▸ WHAT YOU HAVE TO DO
Of the entries below, return only those lines from the line with "allowed) into structured" to the line with "use regex::Regex;", exactly, both included.

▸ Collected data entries
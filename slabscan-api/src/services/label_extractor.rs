//! Label text field extraction
//!
//! Parses unstructured label or listing text (HTML allowed) into structured
//! fields by pattern matching against known vocabularies. Extraction is
//! best-effort: unknown cards and sets yield `None`, which downstream
//! components treat as an expected degradation rather than an error.

use once_cell::sync::Lazy;
use regex::Regex;
use slabscan_common::types::CardIdentity;

/// Sentinel set name used when a card resolved without a recognizable set
pub const UNKNOWN_SET: &str = "Unknown Set";

/// Half-point grade values 1.0-10.0 as a regex alternation
const HALF_POINT_GRADES: &str =
    r"10|9(?:\.5)?|8(?:\.5)?|7(?:\.5)?|6(?:\.5)?|5(?:\.5)?|4(?:\.5)?|3(?:\.5)?|2(?:\.5)?|1(?:\.5)?";

static SCRIPT_BLOCK_RE: Lazy<Regex> =
    Lazy::new(|| Regex::new(r"(?is)<script[^>]*>.*?</script>").expect("valid regex"));
static TAG_RE: Lazy<Regex> = Lazy::new(|| Regex::new(r"<[^>]+>").expect("valid regex"));
static WHITESPACE_RE: Lazy<Regex> = Lazy::new(|| Regex::new(r"\s+").expect("valid regex"));

static LABELED_GRADE_RE: Lazy<Regex> = Lazy::new(|| {
    Regex::new(&format!(
        r"(?i)(?:grade|final\s*grade|assessment)\s*[:#-]?\s*({HALF_POINT_GRADES})"
    ))
    .expect("valid regex")
});
static BARE_GRADE_RE: Lazy<Regex> = Lazy::new(|| {
    Regex::new(&format!(
        r"(?i)\b({HALF_POINT_GRADES})\s*(?:gem\s*mint|near\s*mint|mint|nm|mt)?\b"
    ))
    .expect("valid regex")
});

static SLASH_NUMBER_RE: Lazy<Regex> =
    Lazy::new(|| Regex::new(r"\b\d{1,3}\s*/\s*\d{1,3}\b").expect("valid regex"));
static HASH_NUMBER_RE: Lazy<Regex> =
    Lazy::new(|| Regex::new(r"(?i)(?:card\s*#|#)\s*([A-Z0-9-]{1,12})").expect("valid regex"));

/// Fixed vocabulary of recognizable card names. Extendable, deliberately
/// not exhaustive.
const KNOWN_CARD_NAMES: &[&str] = &[
    "Charizard",
    "Blastoise",
    "Venusaur",
    "Pikachu",
    "Mew",
    "Mewtwo",
    "Lugia",
    "Gengar",
    "Umbreon",
    "Rayquaza",
];

/// Fixed vocabulary of recognizable set names
const KNOWN_SET_NAMES: &[&str] = &[
    "Base Set",
    "Jungle",
    "Fossil",
    "Team Rocket",
    "Neo Genesis",
    "Skyridge",
    "Evolving Skies",
];

/// Structured fields extracted from raw label/listing text
#[derive(Debug, Clone, Default, PartialEq)]
pub struct LabelFields {
    /// Canonical plain text: scripts and tags stripped, whitespace collapsed
    pub raw_label_text: String,
    pub grade_numeric: Option<f64>,
    pub card_number: Option<String>,
    pub card_name: Option<String>,
    pub set_name: Option<String>,
}

/// Extract structured fields from raw HTML or plain text
pub fn extract_fields(input: &str) -> LabelFields {
    let text = normalize_text(input);
    LabelFields {
        grade_numeric: parse_grade(&text),
        card_number: parse_card_number(&text),
        card_name: find_known(&text, KNOWN_CARD_NAMES),
        set_name: find_known(&text, KNOWN_SET_NAMES),
        raw_label_text: text,
    }
}

/// Build a card identity from extracted fields. Requires both name and
/// number; the set name falls back to [`UNKNOWN_SET`].
pub fn card_identity(fields: &LabelFields) -> Option<CardIdentity> {
    let name = fields.card_name.as_ref()?;
    let card_number = fields.card_number.as_ref()?;
    Some(CardIdentity::new(
        name.clone(),
        fields
            .set_name
            .clone()
            .unwrap_or_else(|| UNKNOWN_SET.to_string()),
        card_number.clone(),
    ))
}

fn normalize_text(input: &str) -> String {
    let without_scripts = SCRIPT_BLOCK_RE.replace_all(input, " ");
    let without_tags = TAG_RE.replace_all(&without_scripts, " ");
    WHITESPACE_RE
        .replace_all(&without_tags, " ")
        .trim()
        .to_string()
}

/// Explicit-label pattern first, then a bare half-point token optionally
/// followed by a condition word. First successful pattern wins.
fn parse_grade(text: &str) -> Option<f64> {
    for pattern in [&*LABELED_GRADE_RE, &*BARE_GRADE_RE] {
        if let Some(captures) = pattern.captures(text) {
            if let Some(value) = captures.get(1) {
                if let Ok(grade) = value.as_str().parse::<f64>() {
                    return Some(grade);
                }
            }
        }
    }
    None
}

/// "N/total" preferred; else a "#"-prefixed alphanumeric token, uppercased
fn parse_card_number(text: &str) -> Option<String> {
    if let Some(found) = SLASH_NUMBER_RE.find(text) {
        return Some(WHITESPACE_RE.replace_all(found.as_str(), "").into_owned());
    }
    HASH_NUMBER_RE
        .captures(text)
        .and_then(|captures| captures.get(1))
        .map(|token| token.as_str().to_uppercase())
}

fn find_known(text: &str, vocabulary: &[&str]) -> Option<String> {
    let lower = text.to_lowercase();
    vocabulary
        .iter()
        .find(|candidate| lower.contains(&candidate.to_lowercase()))
        .map(|candidate| candidate.to_string())
}

#[cfg(test)]
mod tests {
    use super::*;

    #[test]
    fn strips_scripts_tags_and_collapses_whitespace() {
        let html = "<html><script>var x = 1;</script><body><h1>PSA  Cert</h1>\n<p>Charizard</p></body></html>";
        let fields = extract_fields(html);
        assert_eq!(fields.raw_label_text, "PSA Cert Charizard");
    }

    #[test]
    fn labeled_grade_wins_over_bare_token() {
        let fields = extract_fields("Card 8 in collection. Final Grade: 9.5 GEM MINT");
        assert_eq!(fields.grade_numeric, Some(9.5));
    }

    #[test]
    fn bare_grade_with_condition_word() {
        let fields = extract_fields("Charizard 10 GEM MINT holo");
        assert_eq!(fields.grade_numeric, Some(10.0));
    }

    #[test]
    fn no_grade_when_no_numeric_token() {
        let fields = extract_fields("beautiful vintage holo card");
        assert_eq!(fields.grade_numeric, None);
    }

    #[test]
    fn slash_number_strips_internal_whitespace() {
        let fields = extract_fields("Blastoise 2 / 102 Base Set");
        assert_eq!(fields.card_number.as_deref(), Some("2/102"));
    }

    #[test]
    fn hash_number_is_uppercased() {
        let fields = extract_fields("promo card #swsh-039 near mint");
        assert_eq!(fields.card_number.as_deref(), Some("SWSH-039"));
    }

    #[test]
    fn known_name_and_set_match_case_insensitively() {
        let fields = extract_fields("PSA 9 CHARIZARD base set holo");
        assert_eq!(fields.card_name.as_deref(), Some("Charizard"));
        assert_eq!(fields.set_name.as_deref(), Some("Base Set"));
    }

    #[test]
    fn unknown_card_yields_none() {
        let fields = extract_fields("Some Card Nobody Knows 33/100");
        assert_eq!(fields.card_name, None);
    }

    #[test]
    fn identity_requires_name_and_number() {
        let without_number = extract_fields("Charizard GEM MINT");
        assert_eq!(card_identity(&without_number), None);

        let complete = extract_fields("Charizard 4/102 Base Set");
        let identity = card_identity(&complete).unwrap();
        assert_eq!(identity.name, "Charizard");
        assert_eq!(identity.card_number, "4/102");
        assert_eq!(identity.set_name, "Base Set");
    }

    #[test]
    fn identity_defaults_to_unknown_set() {
        let fields = extract_fields("Umbreon 32/75 holo rare");
        let identity = card_identity(&fields).unwrap();
        assert_eq!(identity.set_name, UNKNOWN_SET);
    }
}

▸ WRITTEN SOLUTION
//! Parses unstructured label or listing text (HTML allowed) into structured
//! fields by pattern matching against known vocabularies. Extraction is
//! best-effort: unknown cards and sets yield `None`, which downstream
//! components treat as an expected degradation rather than an error.

use once_cell::sync::Lazy;
use regex::Regex;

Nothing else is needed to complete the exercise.